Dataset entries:
'''
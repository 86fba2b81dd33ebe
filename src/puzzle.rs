//! Photo-word puzzle construction: the shuffled letter pool and the
//! placeholder image used when image generation is unavailable.

use base64::{engine::general_purpose::STANDARD, Engine as _};
use rand::seq::SliceRandom;
use rand::Rng;

use crate::domain::PhotoWord;
use crate::hebrew::{letters, letters_absent_from};

/// Extra letters mixed into every pool.
pub const DECOY_COUNT: usize = 2;

/// Letters of `word` (niqqud stripped, duplicates kept) plus `DECOY_COUNT`
/// distinct letters that do not occur in the word, in random order.
pub fn build_letter_pool<R: Rng + ?Sized>(word: &str, rng: &mut R) -> Vec<char> {
  let mut pool = letters(word);
  let candidates = letters_absent_from(word);
  pool.extend(candidates.choose_multiple(rng, DECOY_COUNT).copied());
  pool.shuffle(rng);
  pool
}

/// Deterministic stand-in image: an SVG card with the word's emoji (or the
/// Hebrew word itself when no emoji is set), embedded as a data URI.
pub fn placeholder_image(pw: &PhotoWord) -> String {
  let label = if pw.emoji.is_empty() { &pw.word } else { &pw.emoji };
  let svg = format!(
    concat!(
      r##"<svg xmlns="http://www.w3.org/2000/svg" width="512" height="512" viewBox="0 0 512 512">"##,
      r##"<rect width="512" height="512" rx="48" fill="#FFF4D6"/>"##,
      r##"<text x="256" y="300" font-size="220" text-anchor="middle">{}</text>"##,
      r##"</svg>"##
    ),
    escape_xml(label)
  );
  format!("data:image/svg+xml;base64,{}", STANDARD.encode(svg.as_bytes()))
}

fn escape_xml(s: &str) -> String {
  s.replace('&', "&amp;").replace('<', "&lt;").replace('>', "&gt;")
}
'''
Retype only this portion of the data above: the line containing "pub fn placeholder_image(pw: &PhotoWord)", the line containing "fn escape_xml(s: &str)", and all lines between them, exactly.

- **RESPONSE**:
pub fn placeholder_image(pw: &PhotoWord) -> String {
  let label = if pw.emoji.is_empty() { &pw.word } else { &pw.emoji };
  let svg = format!(
    concat!(
      r##"<svg xmlns="http://www.w3.org/2000/svg" width="512" height="512" viewBox="0 0 512 512">"##,
      r##"<rect width="512" height="512" rx="48" fill="#FFF4D6"/>"##,
      r##"<text x="256" y="300" font-size="220" text-anchor="middle">{}</text>"##,
      r##"</svg>"##
    ),
    escape_xml(label)
  );
  format!("data:image/svg+xml;base64,{}", STANDARD.encode(svg.as_bytes()))
}

fn escape_xml(s: &str) -> String {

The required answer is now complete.